With echoes of the bitter 2017 mayoral contest, a big question was whether Newton, a Democrat, had a liability on his hands after vocally supporting former Mayor Rick Baker, a Republican, over current Mayor Rick Kriseman, a Democrat.

Challenging Newton were first-time candidate Keisha Bell and Vito Sheeley, who had served as an aide to Democratic U.S. Reps. Cathy Castor of Tampa and Charlie Crist of St. Petersburg, as well as Crist’s predecessor, former Republican U.S. Rep. David Jolly of Indian Shores.

In the end, incumbency won out: Newton took 51 percent of the vote, compared to 34 percent for Bell and 15 percent for Sheeley.

When it comes to core Democratic issues, the candidates weren’t exactly on opposite ends of the spectrum. All were in support of boosting education as well as public housing funding, expanding Medicaid and challenging pro-gun legislation like “Stand Your Ground.” A lawyer and St. Petersburg Chamber of Commerce member, Bell added reproductive rights to the list and vowed to make anti-discrimination legislation a priority if elected.
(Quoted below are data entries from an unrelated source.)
//! Mouse-driven swap and resize.
//!
//! One [`MouseGestures`] value lives on the run-loop thread and receives every
//! pointer event in order. A session starts on a button-down carrying the
//! configured modifiers, tracks drags and commits on button-up. Tree changes
//! during a drag only move preselection borders; windows are laid out once
//! the button is released.

use std::mem;
use std::time::Duration;

use tracing::{debug, trace};

use crate::actor::reactor::Reactor;
use crate::actor::reactor::placement::{closest_in_direction, nearest_leaf};
use crate::layout_engine::binary_tree::{MAX_RATIO, MIN_RATIO};
use crate::layout_engine::{Direction, NodeId, ResizeCorner, SpaceMode, Split};
use crate::model::{Preselection, PreselectionKind, VirtualSpace};
use crate::sys::event::MouseEvent;
use crate::sys::geometry::{Point, Rect, Size};
use crate::sys::screen::SpaceId;
use crate::sys::window_server::WindowId;

/// A split whose ratio follows the cursor during a resize.
#[derive(Debug, Clone, Copy, PartialEq)]
struct ResizeAnchor {
    node: NodeId,
    axis: Split,
    initial_ratio: f64,
    /// Size of the split's region along its axis.
    extent: f64,
}

#[derive(Debug, Default)]
enum Session {
    #[default]
    Idle,
    Swap {
        space: SpaceId,
        anchor: NodeId,
        target: Option<NodeId>,
    },
    Resize {
        space: SpaceId,
        press: Point,
        anchors: Vec<ResizeAnchor>,
    },
    MoveFloating {
        window: WindowId,
        press: Point,
        initial: Rect,
        last_update: Duration,
    },
    ResizeFloating {
        window: WindowId,
        press: Point,
        initial: Rect,
        corner: ResizeCorner,
        last_update: Duration,
    },
}

#[derive(Debug, Default)]
pub struct MouseGestures {
    session: Session,
}

impl MouseGestures {
    pub fn new() -> Self { Self::default() }

    pub fn is_active(&self) -> bool { !matches!(self.session, Session::Idle) }

    pub fn handle(&mut self, reactor: &Reactor, event: MouseEvent) {
        match event {
            MouseEvent::Down { button, modifiers, location, timestamp } => {
                if self.is_active() {
                    trace!(?button, "gesture in progress, ignoring button down");
                    return;
                }
                let mouse = reactor.settings.mouse.clone();
                if modifiers != mouse.modifier_flags() {
                    return;
                }
                let resize = if button == mouse.resize_button {
                    true
                } else if button == mouse.move_button {
                    false
                } else {
                    return;
                };
                self.session = begin(reactor, resize, location, timestamp);
                if self.is_active() {
                    debug!(session = ?self.session, "gesture started");
                }
            }
            MouseEvent::Dragged { location, timestamp } => self.dragged(reactor, location, timestamp),
            MouseEvent::Up { location, .. } => {
                let session = mem::take(&mut self.session);
                finish(reactor, session, location);
            }
        }
    }

    fn dragged(&mut self, reactor: &Reactor, location: Point, timestamp: Duration) {
        match &mut self.session {
            Session::Idle => {}
            Session::Swap { space, anchor, target } => {
                let Some(mut guard) = reactor.registry.get(*space) else {
                    return;
                };
                let hovered = guard
                    .tree
                    .leaf_at(location)
                    .filter(|l| *l != *anchor && guard.tree.window(*l).is_some());
                if hovered == *target {
                    return;
                }
                *target = hovered;
                guard.tree.clear_preselection();
                let rects = match hovered {
                    Some(leaf) => {
                        guard.tree.set_preselected(leaf, true);
                        guard.preselection =
                            Some(Preselection { kind: PreselectionKind::Swap, nodes: vec![leaf] });
                        guard.preselection_rects()
                    }
                    None => {
                        guard.preselection = None;
                        Vec::new()
                    }
                };
                reactor.registry.release(guard);
                show(reactor, &rects);
            }
            Session::Resize { space, press, anchors } => {
                let Some(mut guard) = reactor.registry.get(*space) else {
                    return;
                };
                let threshold = reactor.settings.resize_threshold;
                let dx = location.x - press.x;
                let dy = location.y - press.y;
                let mut changed = false;
                for anchor in anchors.iter() {
                    let delta = match anchor.axis {
                        Split::Horizontal => dy,
                        Split::Vertical | Split::Optimal => dx,
                    };
                    if anchor.extent <= 0.0 {
                        continue;
                    }
                    let ratio = anchor.initial_ratio + delta / anchor.extent;
                    if !(MIN_RATIO..=MAX_RATIO).contains(&ratio) {
                        trace!(ratio, "resize out of range");
                        continue;
                    }
                    let Some(current) = guard.tree.get(anchor.node).and_then(|n| n.ratio()) else {
                        continue;
                    };
                    if (ratio - current).abs() <= threshold {
                        continue;
                    }
                    changed |= guard.tree.set_ratio(anchor.node, ratio);
                }
                if !changed {
                    return;
                }
                let rects = guard.preselection_rects();
                reactor.registry.release(guard);
                show(reactor, &rects);
            }
            Session::MoveFloating { window, press, initial, last_update } => {
                if !throttle_elapsed(reactor, last_update, timestamp) {
                    return;
                }
                let origin = Point::new(
                    initial.origin.x + location.x - press.x,
                    initial.origin.y + location.y - press.y,
                );
                if reactor.window_server.frame(*window).is_some() {
                    reactor.window_server.set_position(*window, origin);
                }
            }
            Session::ResizeFloating { window, press, initial, corner, last_update } => {
                if !throttle_elapsed(reactor, last_update, timestamp) {
                    return;
                }
                let frame = corner.resize(*initial, location.x - press.x, location.y - press.y);
                if reactor.window_server.frame(*window).is_some() {
                    reactor.window_server.set_frame(*window, frame);
                }
            }
        }
    }
}

/// Whether enough event time has passed since the last floating update.
/// Records `now` when it has.
fn throttle_elapsed(reactor: &Reactor, last_update: &mut Duration, now: Duration) -> bool {
    let interval = Duration::from_millis(reactor.settings.float_throttle_ms);
    if now.saturating_sub(*last_update) < interval {
        return false;
    }
    *last_update = now;
    true
}

fn show(reactor: &Reactor, rects: &[Rect]) {
    if rects.is_empty() {
        reactor.overlay.clear_preselection();
    } else {
        reactor.overlay.show_preselection(rects);
    }
}

fn begin(reactor: &Reactor, resize: bool, location: Point, timestamp: Duration) -> Session {
    let ws = &reactor.window_server;
    let Some(display) = ws.display_for_rect(Rect::new(location, Size::default())) else {
        return Session::Idle;
    };
    let Some(info) = ws.active_space(display.id) else {
        return Session::Idle;
    };
    let Some(mut space) = reactor.acquire(info) else {
        return Session::Idle;
    };

    if let Some(window) = ws.window_at_point(location) {
        let floating = space.is_floating(window)
            || (space.mode == SpaceMode::Float && space.contains(window));
        if floating {
            reactor.registry.release(space);
            let Some(initial) = ws.frame(window) else {
                return Session::Idle;
            };
            return if resize {
                let corner = ResizeCorner::from_cursor_position(location, initial.mid());
                Session::ResizeFloating { window, press: location, initial, corner, last_update: timestamp }
            } else {
                Session::MoveFloating { window, press: location, initial, last_update: timestamp }
            };
        }
    }
    if space.mode == SpaceMode::Float {
        return Session::Idle;
    }

    if !resize {
        let Some(anchor) = space.tree.leaf_at(location).filter(|l| space.tree.window(*l).is_some())
        else {
            return Session::Idle;
        };
        return Session::Swap { space: space.id, anchor, target: None };
    }

    let anchors = resize_anchors(&space, location);
    if anchors.is_empty() {
        trace!("nothing to resize under the cursor");
        return Session::Idle;
    }
    for anchor in &anchors {
        space.tree.set_preselected(anchor.node, true);
    }
    space.preselection = Some(Preselection {
        kind: PreselectionKind::Resize,
        nodes: anchors.iter().map(|a| a.node).collect(),
    });
    let rects = space.preselection_rects();
    let id = space.id;
    reactor.registry.release(space);
    show(reactor, &rects);
    Session::Resize { space: id, press: location, anchors }
}

/// Splits governing the boundaries nearest to `location`: one between
/// columns and one between rows, each the common ancestor of the leaf under
/// the cursor and its neighbour across that boundary. A leaf on the edge of
/// the display falls back to the neighbour on its other side.
fn resize_anchors(space: &VirtualSpace, location: Point) -> Vec<ResizeAnchor> {
    let tree = &space.tree;
    let Some(leaf) = nearest_leaf(tree, location) else {
        return Vec::new();
    };
    let Some(region) = tree.region(leaf) else {
        return Vec::new();
    };
    let mid = region.rect.mid();
    let horizontal = if location.x >= mid.x { Direction::East } else { Direction::West };
    let vertical = if location.y >= mid.y { Direction::South } else { Direction::North };

    let display = space.display().frame;
    let mut anchors = Vec::new();
    for direction in [horizontal, vertical] {
        let neighbour = closest_in_direction(tree, &display, leaf, direction, false)
            .or_else(|| closest_in_direction(tree, &display, leaf, direction.opposite(), false));
        let Some(other) = neighbour else {
            continue;
        };
        let axis = direction.crossed_split();
        let governing = tree.lowest_common_ancestor(leaf, other).and_then(|lca| {
            std::iter::once(lca)
                .chain(tree.ancestors(lca))
                .find(|n| tree.get(*n).and_then(|node| node.split()) == Some(axis))
        });
        let Some(node) = governing else {
            continue;
        };
        if anchors.iter().any(|a: &ResizeAnchor| a.node == node) {
            continue;
        }
        let (Some(ratio), Some(region)) =
            (tree.get(node).and_then(|n| n.ratio()), tree.region(node))
        else {
            continue;
        };
        let extent = match axis {
            Split::Horizontal => region.rect.size.height,
            Split::Vertical | Split::Optimal => region.rect.size.width,
        };
        anchors.push(ResizeAnchor { node, axis, initial_ratio: ratio, extent });
    }
    anchors
}

fn finish(reactor: &Reactor, session: Session, location: Point) {
    match session {
        Session::Idle => {}
        Session::Swap { space, anchor, target } => {
            let Some(mut guard) = reactor.registry.get(space) else {
                return;
            };
            guard.tree.clear_preselection();
            guard.preselection = None;
            let swapped = match target {
                Some(target) => guard.tree.swap_ids(anchor, target),
                None => false,
            };
            debug!(swapped, "swap gesture finished");
            reactor.overlay.clear_preselection();
            if swapped {
                reactor.commit(guard);
            }
        }
        Session::Resize { space, .. } => {
            let Some(mut guard) = reactor.registry.get(space) else {
                return;
            };
            guard.tree.clear_preselection();
            guard.preselection = None;
            debug!(space = %space, "resize gesture finished");
            reactor.overlay.clear_preselection();
            reactor.commit(guard);
        }
        Session::MoveFloating { window, press, initial, .. } => {
            let origin = Point::new(
                initial.origin.x + location.x - press.x,
                initial.origin.y + location.y - press.y,
            );
            if reactor.window_server.frame(window).is_some() {
                reactor.window_server.set_position(window, origin);
            }
        }
        Session::ResizeFloating { window, press, initial, corner, .. } => {
            let frame = corner.resize(initial, location.x - press.x, location.y - press.y);
            if reactor.window_server.frame(window).is_some() {
                reactor.window_server.set_frame(window, frame);
            }
        }
    }
}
Still, Kriseman allies appeared to go all-in for Sheeley. He landed endorsements from Kriseman as well as Pinellas County Commission Chair Ken Welch, St. Petersburg City Council Chair Lisa Wheeler-Bowman and School Board Member René Flowers.

Newton, meanwhile, scored a recommendation from the Tampa Bay Times.

Newton ended up with around $79,000 in the bank, while Sheeley and Bell raised about $27,000 and $13,300, respectively.

Newton was elected to his seat in 2016. HD 70 comprises parts of Hillsborough, Manatee, Pinellas and Sarasota counties.

It’s a predominantly African-American district that votes overwhelmingly Democratic (Newton beat out a Republican opponent for the seat in 2016 with more than 75 percent of the vote). The lack of an opponent from any other party opened up the District 70 primary to all voters within its boundaries, though it’s unclear whether that would have had much impact on the outcome of this particular race.